Ketua DPRD Malu Mengetahui Petani Tak Dapat Air Selama 20 Tahun

Pertemuan DPC Gerakan Mahasiswa Nasional Indonesia (GMNI) Front Marhaenis (FM) Denpasar dengan Ketua DPRD Badung. (ist)

DENPASAR | patrolipost.com – Badung adalah kabupaten kaya di Bali. Namun, petani ada yang mengalami krisis air sampai 20 tahun. Ketua DPRD Kabupaten Badung, I Putu Parwata kaget dan mengatakan ini sangat memalukan.

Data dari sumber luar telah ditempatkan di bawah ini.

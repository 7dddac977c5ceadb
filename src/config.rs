use anyhow::{Context, Result};
use clap::Parser;
use std::path::PathBuf;

use crate::auth::ServiceIdentity;
use crate::client::ClientSettings;

/// Smartflo Dialer - CRM calling backend
#[derive(Parser, Debug)]
#[command(author, version, about, long_about = None)]
pub struct CliArgs {
    /// Server host address
    #[arg(short = 'H', long, env = "SERVER_HOST", default_value = "0.0.0.0")]
    pub host: String,

    /// Server port
    #[arg(short, long, env = "PORT", default_value = "4000")]
    pub port: u16,

    /// API key inbound callers must present
    #[arg(short = 'k', long, env = "PROXY_API_KEY")]
    pub api_key: Option<String>,

    /// Smartflo API base URL; "/v1" is appended when missing (login lives at {base}/auth/login)
    #[arg(
        long,
        env = "SMARTFLO_API_BASE_URL",
        default_value = "https://api.smartflo.tatatelebusiness.com/v1"
    )]
    pub smartflo_base_url: String,

    /// Smartflo service account email
    #[arg(long, env = "SMARTFLO_EMAIL")]
    pub smartflo_email: Option<String>,

    /// Smartflo service account password
    #[arg(long, env = "SMARTFLO_PASSWORD", hide_env_values = true)]
    pub smartflo_password: Option<String>,

    /// Caller id shown to customers when a call does not name one
    #[arg(long, env = "SMARTFLO_DEFAULT_CALLER_ID")]
    pub default_caller_id: Option<String>,

    /// Seconds before declared token expiry at which it is treated as expired
    #[arg(long, env = "TOKEN_SAFETY_MARGIN", default_value = "300")]
    pub token_safety_margin: u64,

    /// Login request timeout in seconds
    #[arg(long, env = "LOGIN_TIMEOUT", default_value = "30")]
    pub login_timeout: u64,

    /// HTTP request timeout in seconds
    #[arg(long, env = "HTTP_REQUEST_TIMEOUT", default_value = "30")]
    pub http_timeout: u64,

    /// Path to the SQLite database
    #[arg(short = 'd', long, env = "DATABASE_FILE", default_value = "dialer.sqlite3")]
    pub db_file: String,

    /// Allowed CORS origins, comma separated ("*.example.com" matches by suffix)
    #[arg(long, env = "CORS_ORIGINS", default_value = "")]
    pub cors_origins: String,

    /// Log level (trace, debug, info, warn, error)
    #[arg(long, env = "LOG_LEVEL", default_value = "info")]
    pub log_level: String,
}

#[derive(Clone, Debug)]
pub struct Config {
    // Server settings
    pub server_host: String,
    pub server_port: u16,

    // Authentication
    pub proxy_api_key: String,

    // Smartflo
    pub smartflo_base_url: String,
    pub smartflo_identity: Option<ServiceIdentity>,
    pub default_caller_id: Option<String>,
    pub token_safety_margin: u64,
    pub login_timeout: u64,

    // HTTP client
    pub http_max_connections: usize,
    pub http_connect_timeout: u64,
    pub http_request_timeout: u64,

    // Storage
    pub database_file: PathBuf,

    // CORS
    pub cors_origins: Vec<String>,

    pub log_level: String,
}

impl Config {
    /// Load configuration from all sources with priority: CLI > ENV > defaults
    pub fn load() -> Result<Self> {
        // Load .env file if it exists
        dotenvy::dotenv().ok();

        let args = CliArgs::parse();
        Self::from_args(args)
    }

    pub fn from_args(args: CliArgs) -> Result<Self> {
        let smartflo_identity =
            service_identity(args.smartflo_email, args.smartflo_password)?;

        let config = Config {
            server_host: args.host,
            server_port: args.port,

            proxy_api_key: args
                .api_key
                .filter(|k| !k.is_empty())
                .context("PROXY_API_KEY is required (use -k or set PROXY_API_KEY env var)")?,

            smartflo_base_url: normalize_base_url(&args.smartflo_base_url),
            smartflo_identity,
            default_caller_id: args.default_caller_id.filter(|id| !id.is_empty()),
            token_safety_margin: args.token_safety_margin,
            login_timeout: args.login_timeout,

            http_max_connections: std::env::var("HTTP_MAX_CONNECTIONS")
                .ok()
                .and_then(|s| s.parse().ok())
                .unwrap_or(20),

            http_connect_timeout: std::env::var("HTTP_CONNECT_TIMEOUT")
                .ok()
                .and_then(|s| s.parse().ok())
                .unwrap_or(10),

            http_request_timeout: args.http_timeout,

            database_file: expand_tilde(&args.db_file),

            cors_origins: parse_cors_origins(&args.cors_origins),

            log_level: args.log_level,
        };

        Ok(config)
    }

    /// Validate configuration
    pub fn validate(&self) -> Result<()> {
        if !self.smartflo_base_url.starts_with("http://")
            && !self.smartflo_base_url.starts_with("https://")
        {
            anyhow::bail!(
                "SMARTFLO_API_BASE_URL must be an http(s) URL: {}",
                self.smartflo_base_url
            );
        }

        if self.login_timeout == 0 || self.http_request_timeout == 0 {
            anyhow::bail!("LOGIN_TIMEOUT and HTTP_REQUEST_TIMEOUT must be greater than zero");
        }

        Ok(())
    }

    pub fn client_settings(&self) -> ClientSettings {
        ClientSettings {
            base_url: self.smartflo_base_url.clone(),
            default_caller_id: self.default_caller_id.clone(),
            safety_margin_secs: self.token_safety_margin,
            login_timeout_secs: self.login_timeout,
        }
    }
}

/// Both halves of the identity or neither
fn service_identity(
    email: Option<String>,
    password: Option<String>,
) -> Result<Option<ServiceIdentity>> {
    let email = email.filter(|s| !s.is_empty());
    let password = password.filter(|s| !s.is_empty());

    match (email, password) {
        (Some(email), Some(password)) => Ok(Some(ServiceIdentity { email, password })),
        (None, None) => Ok(None),
        (Some(_), None) => anyhow::bail!("SMARTFLO_PASSWORD is required when SMARTFLO_EMAIL is set"),
        (None, Some(_)) => anyhow::bail!("SMARTFLO_EMAIL is required when SMARTFLO_PASSWORD is set"),
    }
}

/// Trim trailing slashes and make sure the path ends in the `/v1` API prefix
fn normalize_base_url(url: &str) -> String {
    let url = url.trim().trim_end_matches('/');
    if url.ends_with("/v1") {
        url.to_string()
    } else {
        format!("{}/v1", url)
    }
}

/// Expand tilde (~) in file paths to user's home directory
fn expand_tilde(path: &str) -> PathBuf {
    if let Some(rest) = path.strip_prefix("~/") {
        if let Some(home) = dirs::home_dir() {
            return home.join(rest);
        }
    }
    PathBuf::from(path)
}

/// Split a comma-separated origin list, dropping blanks
fn parse_cors_origins(s: &str) -> Vec<String> {
    s.split(',')
        .map(str::trim)
        .filter(|o| !o.is_empty())
        .map(str::to_string)
        .collect()
}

“Persoalan Subak Balangan pembagian air tidak adil berlangsung 20 tahun saya kaget masak menyelesaikan persoalan air tidak tuntas itu 4 kali pemilihan pemimpin provinsi dan kabupaten kami harus fasilitasi. Kami tegas undang-undang mengatur seperti itu hajat kepentingan orang banyak,” terangnya saat menerima audiensi dari DPC Gerakan Mahasiswa Nasional Indonesia (GMNI) Front Marhaenis (FM) Denpasar dan Pekaseh Subak Balangan Pesadehan Yeh Cangi, Senin (22/2/2021).

Lebih lanjut, Parwata sangat menyayangkan ini terjadi yang selama ini tidak ada keadilan. Padahal air dikuasai oleh negara dan diatur pemakaiannya oleh pemerintah.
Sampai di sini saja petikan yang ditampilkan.